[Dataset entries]
/---

use std::fs::File;
use std::io::{self, BufWriter, Write};
use std::path::PathBuf;
use std::process::ExitCode;
use std::sync::Arc;
use std::time::Duration;

use clap::{Parser, ValueEnum};
use indicatif::{ProgressBar, ProgressStyle};
use log::{error, info, warn};

use timetable_optimization_lib::algorithms::models::SearchProgress;
use timetable_optimization_lib::error::Result;
use timetable_optimization_lib::export::{write_csv, write_json, write_xlsx};
use timetable_optimization_lib::import::{read_lessons_csv, read_request};
use timetable_optimization_lib::{
    optimize_with_progress, AppError, CancelToken, OptimizationRequest, OptimizeError, OptimizerConfig,
    ProgressSink, Strategy, VenueMap,
};

#[derive(Debug, Clone, Copy, ValueEnum)]
enum OutputFormat {
    Json,
    Csv,
    Xlsx,
}

/// Finds a conflict-free timetable that best matches the given preferences.
#[derive(Parser, Debug)]
#[command(version, about, long_about = None)]
struct Args {
    /// Request JSON, or lesson rows with --lessons-csv
    #[arg(value_name = "FILE")]
    input: PathBuf,
    /// Where to write the result; stdout when omitted (xlsx defaults to timetable.xlsx)
    #[arg(short, long, value_name = "FILE")]
    output: Option<PathBuf>,
    #[arg(long, value_enum, default_value_t = OutputFormat::Json)]
    format: OutputFormat,
    /// Read FILE as CSV rows `module_code,lesson_type,class_no,day,start_time,end_time,venue`
    #[arg(long)]
    lessons_csv: bool,
    /// Venue coordinates for the walking-distance rule
    #[arg(long, value_name = "FILE")]
    locations: Option<PathBuf>,
    #[arg(long, value_name = "FILE")]
    config: Option<PathBuf>,
    /// Split the search across all cores
    #[arg(long)]
    parallel: bool,
    #[arg(long, value_name = "N")]
    max_nodes: Option<u64>,
    #[arg(long, value_name = "MS")]
    time_limit_ms: Option<u64>,
    /// Ignore walking distances between venues
    #[arg(long)]
    no_walking: bool,
    #[arg(short, long)]
    verbose: bool,
}

#[tokio::main]
async fn main() -> ExitCode {
    let args = Args::parse();

    env_logger::builder()
        .filter_level(if args.verbose {
            log::LevelFilter::Debug
        } else {
            log::LevelFilter::Info
        })
        .parse_default_env()
        .init();

    match run(args).await {
        Ok(()) => ExitCode::SUCCESS,
        Err(AppError::Optimize(err @ OptimizeError::Infeasible { .. })) => {
            error!("{err}");
            ExitCode::from(2)
        }
        Err(err) => {
            error!("{err}");
            ExitCode::FAILURE
        }
    }
}

async fn run(args: Args) -> Result<()> {
    /* Configuration, then command-line overrides */
    let mut config = OptimizerConfig::load(args.config.as_deref())?;
    if args.parallel {
        config.strategy = Strategy::Parallel;
    }
    if let Some(max_nodes) = args.max_nodes {
        config.budget.max_nodes = Some(max_nodes);
    }
    if let Some(time_limit_ms) = args.time_limit_ms {
        config.budget.time_limit_ms = Some(time_limit_ms);
    }
    if args.no_walking {
        config.walking.enabled = false;
    }

    /* Inputs */
    let request = if args.lessons_csv {
        OptimizationRequest::new(read_lessons_csv(&args.input)?)
    } else {
        read_request(&args.input)?
    };
    info!("Loaded {} modules from {}", request.modules.len(), args.input.display());

    let venues = args
        .locations
        .as_ref()
        .or(config.venues_path.as_ref())
        .map(|path| VenueMap::load(path))
        .transpose()?
        .map(Arc::new);

    /* Ctrl-C stops the search */
    let cancel = CancelToken::new();
    let interrupt = cancel.clone();
    tokio::spawn(async move {
        if tokio::signal::ctrl_c().await.is_ok() {
            warn!("Interrupted, stopping the search");
            interrupt.cancel();
        }
    });

    let spinner = ProgressBar::new_spinner();
    spinner.set_style(
        ProgressStyle::with_template("{spinner:.cyan} [{elapsed}] {msg}")
            .unwrap_or_else(|_| ProgressStyle::default_spinner())
            .tick_chars("⠋⠙⠹⠸⠼⠴⠦⠧⠇⠏ "),
    );
    spinner.set_message("Searching...");
    spinner.enable_steady_tick(Duration::from_millis(120));

    let bar = spinner.clone();
    let progress: ProgressSink = Arc::new(move |p: &SearchProgress| {
        let best = p.best_cost.map_or_else(|| "-".to_string(), |cost| cost.to_string());
        bar.set_message(format!("{} nodes, best cost {}", p.nodes, best));
    });

    let result = optimize_with_progress(&request, &config, venues, cancel, Some(progress)).await;
    spinner.finish_and_clear();
    let report = result?;

    info!(
        "Found timetable with {} blocks, cost {} ({} nodes in {:.2?}{})",
        report.blocks.len(),
        report.cost.total,
        report.stats.nodes,
        report.stats.elapsed,
        if report.stats.exhausted { ", optimal" } else { ", budget reached" }
    );
    if report.stats.relaxed_walking {
        warn!("Walking distances were ignored to find a timetable");
    }

    /* Output */
    match args.format {
        OutputFormat::Xlsx => {
            let path = args.output.unwrap_or_else(|| PathBuf::from("timetable.xlsx"));
            write_xlsx(&report, &path)?;
            info!("Wrote {}", path.display());
        }
        OutputFormat::Json | OutputFormat::Csv => {
            let mut writer: Box<dyn Write> = match &args.output {
                Some(path) => Box::new(BufWriter::new(File::create(path)?)),
                None => Box::new(io::stdout().lock()),
            };
            if matches!(args.format, OutputFormat::Json) {
                write_json(&report, &mut writer)?;
                writeln!(writer)?;
            } else {
                write_csv(&report.blocks, &mut writer)?;
            }
            writer.flush()?;
        }
    }

    Ok(())
}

\---

EXERCISE INSTRUCTIONS
Would you set down all of the entries again, word for word?

REPLY
use std::fs::File;
use std::io::{self, BufWriter, Write};
use std::path::PathBuf;
use std::process::ExitCode;
use std::sync::Arc;
use std::time::Duration;

use clap::{Parser, ValueEnum};
use indicatif::{ProgressBar, ProgressStyle};
use log::{error, info, warn};

use timetable_optimization_lib::algorithms::models::SearchProgress;
use timetable_optimization_lib::error::Result;
use timetable_optimization_lib::export::{write_csv, write_json, write_xlsx};
use timetable_optimization_lib::import::{read_lessons_csv, read_request};
use timetable_optimization_lib::{
    optimize_with_progress, AppError, CancelToken, OptimizationRequest, OptimizeError, OptimizerConfig,
    ProgressSink, Strategy, VenueMap,
};

#[derive(Debug, Clone, Copy, ValueEnum)]
enum OutputFormat {
    Json,
    Csv,
    Xlsx,
}

/// Finds a conflict-free timetable that best matches the given preferences.
#[derive(Parser, Debug)]
#[command(version, about, long_about = None)]
struct Args {
    /// Request JSON, or lesson rows with --lessons-csv
    #[arg(value_name = "FILE")]
    input: PathBuf,
    /// Where to write the result; stdout when omitted (xlsx defaults to timetable.xlsx)
    #[arg(short, long, value_name = "FILE")]
    output: Option<PathBuf>,
    #[arg(long, value_enum, default_value_t = OutputFormat::Json)]
    format: OutputFormat,
    /// Read FILE as CSV rows `module_code,lesson_type,class_no,day,start_time,end_time,venue`
    #[arg(long)]
    lessons_csv: bool,
    /// Venue coordinates for the walking-distance rule
    #[arg(long, value_name = "FILE")]
    locations: Option<PathBuf>,
    #[arg(long, value_name = "FILE")]
    config: Option<PathBuf>,
    /// Split the search across all cores
    #[arg(long)]
    parallel: bool,
    #[arg(long, value_name = "N")]
    max_nodes: Option<u64>,
    #[arg(long, value_name = "MS")]
    time_limit_ms: Option<u64>,
    /// Ignore walking distances between venues
    #[arg(long)]
    no_walking: bool,
    #[arg(short, long)]
    verbose: bool,
}

#[tokio::main]
async fn main() -> ExitCode {
    let args = Args::parse();

    env_logger::builder()
        .filter_level(if args.verbose {
            log::LevelFilter::Debug
        } else {
            log::LevelFilter::Info
        })
        .parse_default_env()
        .init();

    match run(args).await {
        Ok(()) => ExitCode::SUCCESS,
        Err(AppError::Optimize(err @ OptimizeError::Infeasible { .. })) => {
            error!("{err}");
            ExitCode::from(2)
        }
        Err(err) => {
            error!("{err}");
            ExitCode::FAILURE
        }
    }
}

async fn run(args: Args) -> Result<()> {
    /* Configuration, then command-line overrides */
    let mut config = OptimizerConfig::load(args.config.as_deref())?;
    if args.parallel {
        config.strategy = Strategy::Parallel;
    }
    if let Some(max_nodes) = args.max_nodes {
        config.budget.max_nodes = Some(max_nodes);
    }
    if let Some(time_limit_ms) = args.time_limit_ms {
        config.budget.time_limit_ms = Some(time_limit_ms);
    }
    if args.no_walking {
        config.walking.enabled = false;
    }

    /* Inputs */
    let request = if args.lessons_csv {
        OptimizationRequest::new(read_lessons_csv(&args.input)?)
    } else {
        read_request(&args.input)?
    };
    info!("Loaded {} modules from {}", request.modules.len(), args.input.display());

    let venues = args
        .locations
        .as_ref()
        .or(config.venues_path.as_ref())
        .map(|path| VenueMap::load(path))
        .transpose()?
        .map(Arc::new);

    /* Ctrl-C stops the search */
    let cancel = CancelToken::new();
    let interrupt = cancel.clone();
    tokio::spawn(async move {
        if tokio::signal::ctrl_c().await.is_ok() {
            warn!("Interrupted, stopping the search");
            interrupt.cancel();
        }
    });

    let spinner = ProgressBar::new_spinner();
    spinner.set_style(
        ProgressStyle::with_template("{spinner:.cyan} [{elapsed}] {msg}")
            .unwrap_or_else(|_| ProgressStyle::default_spinner())
            .tick_chars("⠋⠙⠹⠸⠼⠴⠦⠧⠇⠏ "),
    );
    spinner.set_message("Searching...");
    spinner.enable_steady_tick(Duration::from_millis(120));

    let bar = spinner.clone();
    let progress: ProgressSink = Arc::new(move |p: &SearchProgress| {
        let best = p.best_cost.map_or_else(|| "-".to_string(), |cost| cost.to_string());
        bar.set_message(format!("{} nodes, best cost {}", p.nodes, best));
    });

    let result = optimize_with_progress(&request, &config, venues, cancel, Some(progress)).await;
    spinner.finish_and_clear();
    let report = result?;

    info!(
        "Found timetable with {} blocks, cost {} ({} nodes in {:.2?}{})",
        report.blocks.len(),
        report.cost.total,
        report.stats.nodes,
        report.stats.elapsed,
        if report.stats.exhausted { ", optimal" } else { ", budget reached" }
    );
    if report.stats.relaxed_walking {
        warn!("Walking distances were ignored to find a timetable");
    }

    /* Output */
    match args.format {
        OutputFormat::Xlsx => {
            let path = args.output.unwrap_or_else(|| PathBuf::from("timetable.xlsx"));
            write_xlsx(&report, &path)?;
            info!("Wrote {}", path.display());
        }
        OutputFormat::Json | OutputFormat::Csv => {
            let mut writer: Box<dyn Write> = match &args.output {
                Some(path) => Box::new(BufWriter::new(File::create(path)?)),
                None => Box::new(io::stdout().lock()),
            };
            if matches!(args.format, OutputFormat::Json) {
                write_json(&report, &mut writer)?;
                writeln!(writer)?;
            } else {
                write_csv(&report.blocks, &mut writer)?;
            }
            writer.flush()?;
        }
    }

    Ok(())
}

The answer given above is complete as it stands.